Сорви-ж (sic) былиночку и вспомни обо мне!

Я дома, ты в гостях — подумай о себе!»10 

 

Как видим, на авторство претендуют два очень похожих текста (хотя, конечно, есть существенная разница между воззванием к путнику «воспомни о судьбе» в первом варианте и просьбой «вспомни обо мне» — во втором).

Многочисленные безымянные эпитафии на разные лады варьируют текст П. Сумарокова/князя Гагарина. Чаще всего его можно встретить без двух центральных строк (как, например, в приведенной выше надгробной И. А. Пуколова). А в цитируемой Александром Орловым надписи «от Спаса Нового монастыря» изменена и концовка:

 

Прохожий! ты идешь; но ляжешь так как я;

Постой и отдохни на камне у меня.

Сорви былиночку на камне у могилы;

Твой также будет гроб и хладен и унылый11 .

 

Какой же текст начален? Как развивалось «наследование»? Интересно было бы узнать правду — но, увы, здесь, пожалуй, возможны только догадки. Однако не менее интересно всмотреться в жанровую форму текста, получившего столь широкое распространение по всей России. Ведь такая популярность должна чем-то объясняться? Возможно, дело в соответствии канону или некой традиции, связанной с жанром эпитафии? — Немного истории.

 

Прохожий, путник, странник

 

Понятие «проходящего мимо», «странствующего» человека за многовековую историю эпитафии сделалось своего рода знаком этого жанра.
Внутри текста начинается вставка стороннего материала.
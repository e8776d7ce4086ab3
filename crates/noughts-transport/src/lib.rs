//! Transport layer for noughts.
//!
//! The server is written against two small traits: a [`Transport`] hands out
//! new connections and a [`Connection`] moves whole messages in both
//! directions. Everything above this crate identifies a socket only by its
//! [`ConnectionId`]; a clean close shows up as `recv` returning `Ok(None)`.
//!
//! # Feature Flags
//!
//! - `websocket` (default): WebSocket transport via `tokio-tungstenite`

#![allow(async_fn_in_trait)]

mod error;
mod id;
#[cfg(feature = "websocket")]
mod websocket;

use std::net::SocketAddr;

pub use error::TransportError;
pub use id::ConnectionId;
#[cfg(feature = "websocket")]
pub use websocket::{WebSocketConnection, WebSocketTransport};

/// Listens for and hands out new connections.
pub trait Transport: Send + Sync + 'static {
    type Connection: Connection;
    type Error: std::error::Error + Send + Sync;

    /// Waits for the next peer and completes its handshake.
    async fn accept(&mut self) -> Result<Self::Connection, Self::Error>;

    /// The address the listener is bound to.
    fn local_addr(&self) -> std::io::Result<SocketAddr>;
}

/// One peer, exchanging discrete messages.
///
/// `send` and `recv` take `&self` and may run concurrently: one task can sit
/// in `recv` while another writes.
pub trait Connection: Send + Sync + 'static {
    type Error: std::error::Error + Send + Sync;

    /// Writes one message.
    async fn send(&self, data: &[u8]) -> Result<(), Self::Error>;

    /// Reads the next message. `Ok(None)` means the peer closed cleanly.
    async fn recv(&self) -> Result<Option<Vec<u8>>, Self::Error>;

    fn id(&self) -> ConnectionId;

    /// Remote address, when the transport knows it.
    fn peer_addr(&self) -> Option<SocketAddr> {
        None
    }
}
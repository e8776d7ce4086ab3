//! Standalone noughts server.
//!
//! Listens on `$NOUGHTS_BIND_HOST:$PORT` (default `0.0.0.0:8080`). Log
//! filtering follows `RUST_LOG`, defaulting to `info`.

use noughts::prelude::*;
use tracing_subscriber::EnvFilter;

const DEFAULT_PORT: &str = "8080";
const DEFAULT_HOST: &str = "0.0.0.0";

fn bind_addr() -> String {
    let host = std::env::var("NOUGHTS_BIND_HOST").unwrap_or_else(|_| DEFAULT_HOST.to_string());
    let port = std::env::var("PORT").unwrap_or_else(|_| DEFAULT_PORT.to_string());
    format!("{host}:{port}")
}

#[tokio::main]
async fn main() -> Result<(), NoughtsError> {
    tracing_subscriber::fmt()
        .with_env_filter(EnvFilter::try_from_default_env().unwrap_or_else(|_| "info".into()))
        .with_target(false)
        .init();

    let addr = bind_addr();
    let server = NoughtsServer::builder()
        .bind(&addr)
        .config(OrchestratorConfig::default())
        .build()
        .await?;

    tracing::info!(%addr, "starting noughts server");
    server.run().await
}
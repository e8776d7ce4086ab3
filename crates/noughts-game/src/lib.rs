//! Game session and matchmaking orchestrator for noughts.
//!
//! Everything that has real invariants lives here:
//!
//! - **Session store** ([`GameStore`], [`Game`], [`Participant`]): every
//!   game and its seats, with the `Waiting → Playing → Finished` lifecycle
//! - **Outcome evaluation** ([`evaluate`]): pure win/draw detection
//! - **Matchmaking** ([`MatchQueue`]): FIFO pairing of anonymous players
//! - **Rematch negotiation**, **lobby publishing** and the **idle reaper**
//! - **[`Orchestrator`]**: the single owner of all of the above, applying
//!   each client message in turn
//!
//! # How it fits in the stack
//!
//! ```text
//! Server (above)  ← locks the orchestrator, feeds it decoded frames
//!     ↕
//! Orchestrator (this crate)  ← games, queue, lobby, reaper
//!     ↕
//! Registry / Protocol (below)  ← who is who, what goes on the wire
//! ```
//!
//! The orchestrator is synchronous and never awaits. Randomness comes in
//! through [`CoinFlip`] so that tests can script symbol assignment.

mod coin;
mod config;
mod error;
mod game;
mod lobby;
mod matchmaking;
mod orchestrator;
mod outcome;
mod queue;
mod reaper;
mod rematch;
mod store;

pub use coin::{CoinFlip, RandomCoin};
pub use config::OrchestratorConfig;
pub use error::GameError;
pub use game::{Game, Participant, cell_index};
pub use orchestrator::Orchestrator;
pub use outcome::{Outcome, WINNING_LINES, evaluate};
pub use queue::{MatchQueue, QueueEntry};
pub use store::GameStore;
Обращения «путник», «прохожий», «странник» довольно часты в стихотворных надгробных. Возьмем, для примера, «Московский некрополь», составленный В. И. Саитовым и Б. Л. Модзалевским, — и мы одну за другой будем встречать такие надписи:

 

Хощешь-ли, путниче, знать, кто зде погребены, —

Мало постой, прочитай слова изображены...

(С надгробия Афанасия,

иерея церкви св. Троицы в Кожевниках)12 .

 

Или:

 

Кто ж, мимо ходя, сию цку хощет читати,

Молю за мя грешную поклон Богу дати.

Адскаго мучения буду избавленна,

И да не устрашит мя вечная геена13 .

(С надгробия Агриппины Ивановой,

жены Федора Петрова, священника церкви

Преображения Господня в Пушкарях, +1753).

 

Это и понятно — самое простое, «бытовое», тому объяснение звучит в последней из приведенных здесь эпитафий: «Кто ж, мимо ходя...» Люди проходят мимо могил, будь то на кладбище или прямо на дороге (в XVIII—XIX веках последняя была популярным местом захоронения; кладбища же служили своеобразной заменой не существовавших еще парков, здесь совершали сентиментальные вечерние прогулки14 ). Поэтому естественно, что надгробные надписи зачастую адресуются именно прохожим.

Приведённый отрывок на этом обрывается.